Data shown:
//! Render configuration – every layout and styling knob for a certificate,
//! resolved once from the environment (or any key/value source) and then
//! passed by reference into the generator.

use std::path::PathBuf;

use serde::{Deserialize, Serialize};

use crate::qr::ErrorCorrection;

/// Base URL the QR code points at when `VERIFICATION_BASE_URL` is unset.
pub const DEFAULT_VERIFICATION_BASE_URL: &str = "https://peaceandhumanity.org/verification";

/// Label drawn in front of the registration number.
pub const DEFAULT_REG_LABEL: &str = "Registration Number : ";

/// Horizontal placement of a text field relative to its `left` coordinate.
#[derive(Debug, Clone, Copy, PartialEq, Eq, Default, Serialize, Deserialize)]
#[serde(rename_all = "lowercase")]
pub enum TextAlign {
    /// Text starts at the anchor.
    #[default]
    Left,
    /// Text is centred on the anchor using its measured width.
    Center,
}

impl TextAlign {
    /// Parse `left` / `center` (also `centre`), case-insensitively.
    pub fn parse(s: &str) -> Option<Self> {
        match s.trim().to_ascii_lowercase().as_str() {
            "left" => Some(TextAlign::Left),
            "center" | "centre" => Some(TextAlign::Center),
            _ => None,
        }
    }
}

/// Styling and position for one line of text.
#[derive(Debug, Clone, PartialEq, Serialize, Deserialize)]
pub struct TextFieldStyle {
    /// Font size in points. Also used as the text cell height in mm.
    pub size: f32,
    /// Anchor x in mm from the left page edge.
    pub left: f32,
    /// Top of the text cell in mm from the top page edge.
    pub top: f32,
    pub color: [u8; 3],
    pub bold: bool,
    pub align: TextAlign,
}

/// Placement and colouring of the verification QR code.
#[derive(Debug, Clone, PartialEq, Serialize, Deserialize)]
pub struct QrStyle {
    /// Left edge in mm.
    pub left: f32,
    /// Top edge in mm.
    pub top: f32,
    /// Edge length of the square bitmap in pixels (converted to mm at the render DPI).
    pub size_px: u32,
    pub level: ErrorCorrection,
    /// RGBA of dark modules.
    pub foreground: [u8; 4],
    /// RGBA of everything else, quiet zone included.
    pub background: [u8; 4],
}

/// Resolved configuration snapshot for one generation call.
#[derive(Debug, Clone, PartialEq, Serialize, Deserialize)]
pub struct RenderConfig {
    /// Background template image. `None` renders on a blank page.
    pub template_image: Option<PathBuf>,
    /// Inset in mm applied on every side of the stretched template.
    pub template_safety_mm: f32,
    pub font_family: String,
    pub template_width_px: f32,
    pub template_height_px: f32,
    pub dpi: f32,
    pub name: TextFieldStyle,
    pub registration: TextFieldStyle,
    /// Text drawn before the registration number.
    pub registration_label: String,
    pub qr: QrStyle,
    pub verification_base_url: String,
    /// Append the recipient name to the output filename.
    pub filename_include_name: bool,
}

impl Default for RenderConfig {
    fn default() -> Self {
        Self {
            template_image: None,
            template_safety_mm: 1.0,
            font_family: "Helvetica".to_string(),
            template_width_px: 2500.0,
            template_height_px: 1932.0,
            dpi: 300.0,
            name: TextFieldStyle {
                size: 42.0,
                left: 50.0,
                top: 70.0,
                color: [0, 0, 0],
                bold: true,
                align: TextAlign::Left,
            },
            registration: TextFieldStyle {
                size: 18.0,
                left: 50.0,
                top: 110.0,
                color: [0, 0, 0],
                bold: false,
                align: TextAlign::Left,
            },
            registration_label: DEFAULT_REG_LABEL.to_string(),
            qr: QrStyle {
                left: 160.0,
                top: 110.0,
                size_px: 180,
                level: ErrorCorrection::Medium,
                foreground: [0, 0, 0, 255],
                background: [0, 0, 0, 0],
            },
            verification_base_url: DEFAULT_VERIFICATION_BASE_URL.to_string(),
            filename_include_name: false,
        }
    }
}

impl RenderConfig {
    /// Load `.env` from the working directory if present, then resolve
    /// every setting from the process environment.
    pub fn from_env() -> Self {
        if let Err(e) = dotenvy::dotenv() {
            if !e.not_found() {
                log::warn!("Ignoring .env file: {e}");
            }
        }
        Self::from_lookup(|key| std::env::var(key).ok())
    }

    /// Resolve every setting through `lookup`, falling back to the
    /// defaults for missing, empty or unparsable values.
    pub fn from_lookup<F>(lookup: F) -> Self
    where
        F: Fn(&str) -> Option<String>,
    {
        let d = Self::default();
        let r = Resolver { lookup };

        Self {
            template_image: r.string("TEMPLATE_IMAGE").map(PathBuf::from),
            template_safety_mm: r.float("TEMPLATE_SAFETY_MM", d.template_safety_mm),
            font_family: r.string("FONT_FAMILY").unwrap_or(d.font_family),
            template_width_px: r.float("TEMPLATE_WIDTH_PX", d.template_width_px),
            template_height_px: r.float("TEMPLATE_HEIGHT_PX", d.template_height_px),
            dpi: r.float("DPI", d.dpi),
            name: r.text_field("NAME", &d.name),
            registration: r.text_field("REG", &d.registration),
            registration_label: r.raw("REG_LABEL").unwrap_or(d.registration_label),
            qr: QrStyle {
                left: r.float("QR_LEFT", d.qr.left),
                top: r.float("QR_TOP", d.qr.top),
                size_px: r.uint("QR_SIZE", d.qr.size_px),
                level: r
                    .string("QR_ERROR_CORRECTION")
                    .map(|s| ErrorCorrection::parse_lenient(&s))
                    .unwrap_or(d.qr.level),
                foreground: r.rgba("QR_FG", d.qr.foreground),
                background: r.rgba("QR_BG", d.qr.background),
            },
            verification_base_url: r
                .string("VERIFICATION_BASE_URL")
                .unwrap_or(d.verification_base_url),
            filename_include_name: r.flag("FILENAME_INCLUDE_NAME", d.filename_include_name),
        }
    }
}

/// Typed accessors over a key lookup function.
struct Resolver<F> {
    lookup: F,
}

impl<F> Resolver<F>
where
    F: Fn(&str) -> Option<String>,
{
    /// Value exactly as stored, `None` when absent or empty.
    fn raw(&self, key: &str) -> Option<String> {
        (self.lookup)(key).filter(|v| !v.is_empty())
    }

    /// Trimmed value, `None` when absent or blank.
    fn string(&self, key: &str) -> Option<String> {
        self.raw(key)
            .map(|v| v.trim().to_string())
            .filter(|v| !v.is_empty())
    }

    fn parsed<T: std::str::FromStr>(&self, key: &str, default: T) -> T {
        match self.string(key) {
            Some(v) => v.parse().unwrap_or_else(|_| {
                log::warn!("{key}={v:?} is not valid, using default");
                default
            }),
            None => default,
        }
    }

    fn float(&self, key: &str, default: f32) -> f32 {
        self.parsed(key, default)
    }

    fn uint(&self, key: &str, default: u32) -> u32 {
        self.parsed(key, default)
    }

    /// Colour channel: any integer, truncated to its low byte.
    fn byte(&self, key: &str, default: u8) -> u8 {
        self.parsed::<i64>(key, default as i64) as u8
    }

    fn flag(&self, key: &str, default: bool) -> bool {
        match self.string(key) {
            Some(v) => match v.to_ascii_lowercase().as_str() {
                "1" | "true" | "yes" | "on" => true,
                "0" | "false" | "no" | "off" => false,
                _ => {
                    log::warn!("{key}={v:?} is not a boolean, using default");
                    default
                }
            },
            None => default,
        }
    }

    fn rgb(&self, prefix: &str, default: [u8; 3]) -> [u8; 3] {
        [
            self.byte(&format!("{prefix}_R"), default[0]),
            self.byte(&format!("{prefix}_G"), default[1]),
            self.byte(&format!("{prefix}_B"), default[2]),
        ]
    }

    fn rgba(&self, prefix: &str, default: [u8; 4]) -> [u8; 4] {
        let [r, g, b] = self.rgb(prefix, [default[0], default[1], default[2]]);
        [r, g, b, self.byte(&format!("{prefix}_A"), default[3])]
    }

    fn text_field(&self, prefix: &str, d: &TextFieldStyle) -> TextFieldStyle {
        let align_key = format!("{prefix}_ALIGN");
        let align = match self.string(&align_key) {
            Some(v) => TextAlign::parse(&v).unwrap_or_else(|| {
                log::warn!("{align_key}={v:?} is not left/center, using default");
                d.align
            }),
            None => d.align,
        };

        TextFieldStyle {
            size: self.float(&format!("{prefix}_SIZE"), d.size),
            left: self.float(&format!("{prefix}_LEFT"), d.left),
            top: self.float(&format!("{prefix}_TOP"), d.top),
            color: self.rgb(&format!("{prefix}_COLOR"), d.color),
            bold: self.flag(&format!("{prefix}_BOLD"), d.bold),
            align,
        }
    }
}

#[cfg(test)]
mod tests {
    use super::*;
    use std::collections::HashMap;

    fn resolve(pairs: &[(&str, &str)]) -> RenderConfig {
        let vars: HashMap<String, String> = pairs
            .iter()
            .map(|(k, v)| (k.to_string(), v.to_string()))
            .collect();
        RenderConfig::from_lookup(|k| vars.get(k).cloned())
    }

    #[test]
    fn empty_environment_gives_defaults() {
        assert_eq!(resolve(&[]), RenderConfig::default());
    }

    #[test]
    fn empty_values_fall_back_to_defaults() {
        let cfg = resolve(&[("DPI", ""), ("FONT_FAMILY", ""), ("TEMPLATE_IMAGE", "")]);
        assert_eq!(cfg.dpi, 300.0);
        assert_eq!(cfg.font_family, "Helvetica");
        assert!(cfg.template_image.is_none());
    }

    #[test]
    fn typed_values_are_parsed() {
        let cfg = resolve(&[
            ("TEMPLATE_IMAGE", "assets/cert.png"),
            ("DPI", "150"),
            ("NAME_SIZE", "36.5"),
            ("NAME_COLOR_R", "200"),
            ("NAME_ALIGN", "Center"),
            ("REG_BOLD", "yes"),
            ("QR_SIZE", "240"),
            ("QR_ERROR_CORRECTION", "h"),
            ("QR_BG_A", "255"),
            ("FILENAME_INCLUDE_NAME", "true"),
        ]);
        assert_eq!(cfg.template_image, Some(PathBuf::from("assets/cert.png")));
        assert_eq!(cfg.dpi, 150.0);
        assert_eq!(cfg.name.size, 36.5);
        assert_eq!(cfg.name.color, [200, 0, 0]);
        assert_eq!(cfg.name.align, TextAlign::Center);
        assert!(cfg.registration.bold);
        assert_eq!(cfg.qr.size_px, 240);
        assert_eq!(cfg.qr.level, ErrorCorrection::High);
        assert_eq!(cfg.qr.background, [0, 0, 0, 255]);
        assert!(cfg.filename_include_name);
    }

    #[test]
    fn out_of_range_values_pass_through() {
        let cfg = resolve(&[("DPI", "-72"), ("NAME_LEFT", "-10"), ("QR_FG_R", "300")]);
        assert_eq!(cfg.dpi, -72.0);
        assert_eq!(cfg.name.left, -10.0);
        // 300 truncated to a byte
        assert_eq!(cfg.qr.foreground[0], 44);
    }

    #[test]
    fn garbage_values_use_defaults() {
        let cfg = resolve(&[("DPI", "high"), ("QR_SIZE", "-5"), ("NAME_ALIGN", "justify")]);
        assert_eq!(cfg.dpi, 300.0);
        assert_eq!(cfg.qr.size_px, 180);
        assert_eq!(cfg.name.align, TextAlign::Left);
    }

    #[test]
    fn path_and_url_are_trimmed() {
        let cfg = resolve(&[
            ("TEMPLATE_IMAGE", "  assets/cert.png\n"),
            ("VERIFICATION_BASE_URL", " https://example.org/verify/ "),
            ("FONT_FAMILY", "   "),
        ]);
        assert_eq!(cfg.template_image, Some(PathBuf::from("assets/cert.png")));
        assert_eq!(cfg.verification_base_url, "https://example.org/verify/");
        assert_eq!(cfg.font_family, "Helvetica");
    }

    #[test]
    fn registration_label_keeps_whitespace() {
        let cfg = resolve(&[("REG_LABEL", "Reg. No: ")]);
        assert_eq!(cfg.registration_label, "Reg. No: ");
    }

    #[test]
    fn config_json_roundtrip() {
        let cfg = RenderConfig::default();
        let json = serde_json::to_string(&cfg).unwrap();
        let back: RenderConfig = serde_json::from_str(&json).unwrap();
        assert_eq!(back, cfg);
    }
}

---

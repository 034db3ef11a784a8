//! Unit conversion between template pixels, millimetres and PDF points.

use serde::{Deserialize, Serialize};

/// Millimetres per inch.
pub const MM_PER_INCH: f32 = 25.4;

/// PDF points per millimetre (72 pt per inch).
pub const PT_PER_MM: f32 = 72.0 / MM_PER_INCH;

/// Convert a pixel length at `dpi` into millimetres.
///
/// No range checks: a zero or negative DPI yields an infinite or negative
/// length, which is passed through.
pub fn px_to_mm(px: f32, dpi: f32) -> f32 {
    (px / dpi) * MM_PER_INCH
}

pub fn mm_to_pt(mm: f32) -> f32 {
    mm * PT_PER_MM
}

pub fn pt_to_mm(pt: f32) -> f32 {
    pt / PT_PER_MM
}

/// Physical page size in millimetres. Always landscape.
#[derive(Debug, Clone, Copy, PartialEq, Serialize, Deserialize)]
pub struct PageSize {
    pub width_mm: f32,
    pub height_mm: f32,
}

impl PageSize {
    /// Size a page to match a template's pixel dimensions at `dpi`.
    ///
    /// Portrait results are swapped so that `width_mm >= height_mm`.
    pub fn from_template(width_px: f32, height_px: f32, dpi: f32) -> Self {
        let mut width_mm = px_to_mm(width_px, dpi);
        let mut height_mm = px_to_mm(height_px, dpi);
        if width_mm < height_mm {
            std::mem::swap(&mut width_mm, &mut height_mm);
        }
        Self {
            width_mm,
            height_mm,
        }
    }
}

Task directions:
Look through the entries above; copy every line holding the string "const".

Written solution:
pub const DEFAULT_VERIFICATION_BASE_URL: &str = "https://peaceandhumanity.org/verification";
pub const DEFAULT_REG_LABEL: &str = "Registration Number : ";
pub const MM_PER_INCH: f32 = 25.4;
pub const PT_PER_MM: f32 = 72.0 / MM_PER_INCH;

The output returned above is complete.